TASK DATA:
//! The Pro upgrade: order creation, signature verification, role upgrade.
//!
//! ```text
//! client ──create-razorpay-order──▶ PaymentService::create_order ──▶ gateway /orders
//!    │                                   └─▶ subscriptions (pending)
//!    ├── gateway checkout overlay (out of band)
//!    └──verify-razorpay-payment──▶ PaymentService::verify_payment
//!                                        ├─▶ subscriptions (active)
//!                                        └─▶ user_roles (pro)
//! ```
//!
//! [`PaymentService`] is the server side; [`checkout`] is the client side
//! that calls it over HTTP. Every failure is a [`PaymentError`] whose
//! `Display` text is the message returned to the client.

pub mod checkout;
pub mod razorpay;
pub mod signature;

use crate::model::{NewSubscription, Role, SubscriptionStatus, UserId};
use crate::store::{AuthVerifier, RecordStore};
use chrono::Utc;
use razorpay::{OrderRequest, RazorpayClient};
use serde::{Deserialize, Serialize};
use std::sync::Arc;
use thiserror::Error;
use tracing::{error, info, warn};

pub use checkout::{CheckoutOptions, FunctionsClient, PaymentReceipt, UpgradePlan};

/// Payment failure. The `Display` text is returned to the client as is.
#[derive(Debug, Clone, PartialEq, Eq, Error)]
pub enum PaymentError {
    #[error("No authorization header")]
    MissingAuthorization,

    #[error("Unauthorized")]
    Unauthorized,

    #[error("Razorpay credentials not configured")]
    CredentialsNotConfigured,

    #[error("Razorpay secret not configured")]
    SecretNotConfigured,

    #[error("Failed to create Razorpay order")]
    OrderFailed,

    #[error("Failed to record order")]
    OrderRecordFailed,

    #[error("Invalid payment signature")]
    InvalidSignature,

    #[error("Failed to update subscription")]
    SubscriptionUpdateFailed,

    #[error("Failed to update user role")]
    RoleUpdateFailed,

    #[error("Invalid request: {0}")]
    InvalidRequest(String),

    /// Error returned by a payment function, seen from the client.
    #[error("{0}")]
    Rejected(String),

    /// Transport failure seen from the client.
    #[error("Payment service unreachable: {0}")]
    Transport(String),

    #[error("Internal error: {0}")]
    Internal(String),
}

// ── Wire types ───────────────────────────────────────────────────────────

/// Body of `create-razorpay-order`. `amount` is in whole currency units.
#[derive(Debug, Clone, PartialEq, Eq, Serialize, Deserialize)]
pub struct CreateOrderRequest {
    pub amount: u64,
    pub currency: String,
    pub plan_type: String,
}

/// Reply of `create-razorpay-order`. `amount` is as the gateway reports it
/// (smallest currency unit).
#[derive(Debug, Clone, PartialEq, Eq, Serialize, Deserialize)]
pub struct CreateOrderResponse {
    pub order_id: String,
    pub amount: u64,
    pub currency: String,
    pub razorpay_key_id: String,
}

/// Body of `verify-razorpay-payment`.
#[derive(Debug, Clone, PartialEq, Eq, Serialize, Deserialize)]
pub struct VerifyPaymentRequest {
    pub razorpay_payment_id: String,
    pub razorpay_order_id: String,
    pub razorpay_signature: String,
}

/// Reply of `verify-razorpay-payment`.
#[derive(Debug, Clone, PartialEq, Eq, Serialize, Deserialize)]
pub struct VerifyPaymentResponse {
    pub success: bool,
    pub message: String,
}

/// Which secrets are configured. Never the values.
#[derive(Debug, Clone, Copy, PartialEq, Eq, Serialize, Deserialize)]
pub struct PreflightReport {
    pub has_razorpay_key_id: bool,
    pub has_razorpay_key_secret: bool,
    pub has_supabase_url: bool,
    pub has_service_role_key: bool,
}

// ── Service ──────────────────────────────────────────────────────────────

/// Razorpay credentials as configured. Either may be missing.
#[derive(Clone, Default)]
pub struct RazorpayCredentials {
    pub api_url: String,
    pub key_id: Option<String>,
    pub key_secret: Option<String>,
}

impl std::fmt::Debug for RazorpayCredentials {
    fn fmt(&self, f: &mut std::fmt::Formatter<'_>) -> std::fmt::Result {
        f.debug_struct("RazorpayCredentials")
            .field("api_url", &self.api_url)
            .field("key_id", &self.key_id)
            .field("key_secret", &self.key_secret.as_ref().map(|_| "<redacted>"))
            .finish()
    }
}

/// Server side of the upgrade handshake.
#[derive(Clone)]
pub struct PaymentService {
    records: Arc<dyn RecordStore>,
    auth: Arc<dyn AuthVerifier>,
    credentials: RazorpayCredentials,
}

impl PaymentService {
    pub fn new(
        records: Arc<dyn RecordStore>,
        auth: Arc<dyn AuthVerifier>,
        credentials: RazorpayCredentials,
    ) -> Self {
        Self {
            records,
            auth,
            credentials,
        }
    }

    /// Resolve an `Authorization` header value to a user.
    ///
    /// A leading `Bearer ` is stripped; anything else is taken as the token.
    pub async fn authenticate(&self, header: Option<&str>) -> Result<UserId, PaymentError> {
        let header = header.ok_or(PaymentError::MissingAuthorization)?;
        let token = header.strip_prefix("Bearer ").unwrap_or(header);
        self.auth.verify(token).await.map_err(|e| {
            warn!("Token rejected: {}", e);
            PaymentError::Unauthorized
        })
    }

    /// Create a gateway order and record it as a pending subscription.
    ///
    /// Not idempotent: every call creates a new order and a new row.
    pub async fn create_order(
        &self,
        user: UserId,
        request: CreateOrderRequest,
    ) -> Result<CreateOrderResponse, PaymentError> {
        let (key_id, key_secret) = match (&self.credentials.key_id, &self.credentials.key_secret) {
            (Some(id), Some(secret)) => (id, secret),
            _ => return Err(PaymentError::CredentialsNotConfigured),
        };
        let client = RazorpayClient::new(&self.credentials.api_url, key_id, key_secret)?;

        let amount = request
            .amount
            .checked_mul(100)
            .ok_or_else(|| PaymentError::InvalidRequest("amount too large".into()))?;
        let order = client
            .create_order(&OrderRequest {
                amount,
                currency: request.currency.clone(),
                receipt: format!("receipt_{}_{}", user, Utc::now().timestamp_millis()),
            })
            .await?;

        self.records
            .insert_subscription(NewSubscription {
                user_id: user,
                razorpay_order_id: order.id.clone(),
                plan_type: request.plan_type,
                amount: request.amount,
                currency: request.currency,
                status: SubscriptionStatus::Pending,
            })
            .await
            .map_err(|e| {
                error!(user_id = %user, order_id = %order.id, "Failed to record order: {}", e);
                PaymentError::OrderRecordFailed
            })?;

        info!(user_id = %user, order_id = %order.id, "Order created");
        Ok(CreateOrderResponse {
            order_id: order.id,
            amount: order.amount,
            currency: order.currency,
            razorpay_key_id: client.key_id().to_string(),
        })
    }

    /// Check the gateway signature, activate the subscription, upgrade the user.
    ///
    /// Nothing is written unless the signature matches.
    pub async fn verify_payment(
        &self,
        user: UserId,
        request: VerifyPaymentRequest,
    ) -> Result<VerifyPaymentResponse, PaymentError> {
        let secret = self
            .credentials
            .key_secret
            .as_deref()
            .ok_or(PaymentError::SecretNotConfigured)?;

        if !signature::verify_payment_signature(
            secret,
            &request.razorpay_order_id,
            &request.razorpay_payment_id,
            &request.razorpay_signature,
        ) {
            error!(user_id = %user, order_id = %request.razorpay_order_id, "Signature verification failed");
            return Err(PaymentError::InvalidSignature);
        }
        info!(user_id = %user, "Payment verified");

        self.records
            .activate_subscription(
                user,
                &request.razorpay_order_id,
                &request.razorpay_payment_id,
                Utc::now(),
            )
            .await
            .map_err(|e| {
                error!(user_id = %user, "Failed to update subscription: {}", e);
                PaymentError::SubscriptionUpdateFailed
            })?;

        self.records
            .upsert_user_role(user, Role::Pro)
            .await
            .map_err(|e| {
                error!(user_id = %user, "Failed to update user role: {}", e);
                PaymentError::RoleUpdateFailed
            })?;

        info!(user_id = %user, "User upgraded to Pro");
        Ok(VerifyPaymentResponse {
            success: true,
            message: "Payment verified and user upgraded to Pro".into(),
        })
    }
}

#[cfg(test)]
mod tests {
    use super::*;
    use crate::store::memory::{MemoryRecordStore, StaticTokenVerifier};

    fn service(records: Arc<MemoryRecordStore>, user: UserId, secret: Option<&str>) -> PaymentService {
        PaymentService::new(
            records,
            Arc::new(StaticTokenVerifier::new().with_token("tok", user)),
            RazorpayCredentials {
                api_url: "http://127.0.0.1:9".into(),
                key_id: Some("rzp_test".into()),
                key_secret: secret.map(String::from),
            },
        )
    }

    #[tokio::test]
    async fn authenticate_requires_header_and_valid_token() {
        let user = UserId::generate();
        let svc = service(Arc::new(MemoryRecordStore::new()), user, Some("s"));
        assert_eq!(
            svc.authenticate(None).await,
            Err(PaymentError::MissingAuthorization)
        );
        assert_eq!(
            svc.authenticate(Some("Bearer nope")).await,
            Err(PaymentError::Unauthorized)
        );
        assert_eq!(svc.authenticate(Some("Bearer tok")).await, Ok(user));
    }

    #[tokio::test]
    async fn create_order_needs_both_credentials() {
        let user = UserId::generate();
        let svc = service(Arc::new(MemoryRecordStore::new()), user, None);
        let err = svc
            .create_order(
                user,
                CreateOrderRequest {
                    amount: 999,
                    currency: "INR".into(),
                    plan_type: "pro".into(),
                },
            )
            .await
            .unwrap_err();
        assert_eq!(err, PaymentError::CredentialsNotConfigured);
    }

    #[tokio::test]
    async fn bad_signature_changes_nothing() {
        let records = Arc::new(MemoryRecordStore::new());
        let user = UserId::generate();
        records
            .insert_subscription(NewSubscription {
                user_id: user,
                razorpay_order_id: "order_1".into(),
                plan_type: "pro".into(),
                amount: 999,
                currency: "INR".into(),
                status: SubscriptionStatus::Pending,
            })
            .await
            .unwrap();
        let svc = service(records.clone(), user, Some("secret"));

        let err = svc
            .verify_payment(
                user,
                VerifyPaymentRequest {
                    razorpay_payment_id: "pay_1".into(),
                    razorpay_order_id: "order_1".into(),
                    razorpay_signature: "deadbeef".into(),
                },
            )
            .await
            .unwrap_err();
        assert_eq!(err, PaymentError::InvalidSignature);
        assert_eq!(records.get_user_role(user).await.unwrap(), Role::Free);
        assert_eq!(
            records.subscriptions(user).await[0].status,
            SubscriptionStatus::Pending
        );
    }

    #[tokio::test]
    async fn good_signature_upgrades() {
        let records = Arc::new(MemoryRecordStore::new());
        let user = UserId::generate();
        records
            .insert_subscription(NewSubscription {
                user_id: user,
                razorpay_order_id: "order_1".into(),
                plan_type: "pro".into(),
                amount: 999,
                currency: "INR".into(),
                status: SubscriptionStatus::Pending,
            })
            .await
            .unwrap();
        let svc = service(records.clone(), user, Some("secret"));

        let reply = svc
            .verify_payment(
                user,
                VerifyPaymentRequest {
                    razorpay_payment_id: "pay_1".into(),
                    razorpay_order_id: "order_1".into(),
                    razorpay_signature: signature::payment_signature("secret", "order_1", "pay_1"),
                },
            )
            .await
            .unwrap();
        assert!(reply.success);
        assert_eq!(reply.message, "Payment verified and user upgraded to Pro");
        assert_eq!(records.get_user_role(user).await.unwrap(), Role::Pro);
        let sub = &records.subscriptions(user).await[0];
        assert_eq!(sub.status, SubscriptionStatus::Active);
        assert_eq!(sub.razorpay_payment_id.as_deref(), Some("pay_1"));
        assert!(sub.started_at.is_some());
    }

    #[tokio::test]
    async fn missing_secret_is_reported() {
        let user = UserId::generate();
        let svc = service(Arc::new(MemoryRecordStore::new()), user, None);
        let err = svc
            .verify_payment(
                user,
                VerifyPaymentRequest {
                    razorpay_payment_id: "p".into(),
                    razorpay_order_id: "o".into(),
                    razorpay_signature: "s".into(),
                },
            )
            .await
            .unwrap_err();
        assert_eq!(err, PaymentError::SecretNotConfigured);
    }
}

HOW TO COMPLETE THIS TASK: Search the data for "side" and list every line in which it occurs.

OUTPUT:
//! [`PaymentService`] is the server side; [`checkout`] is the client side
/// Server side of the upgrade handshake.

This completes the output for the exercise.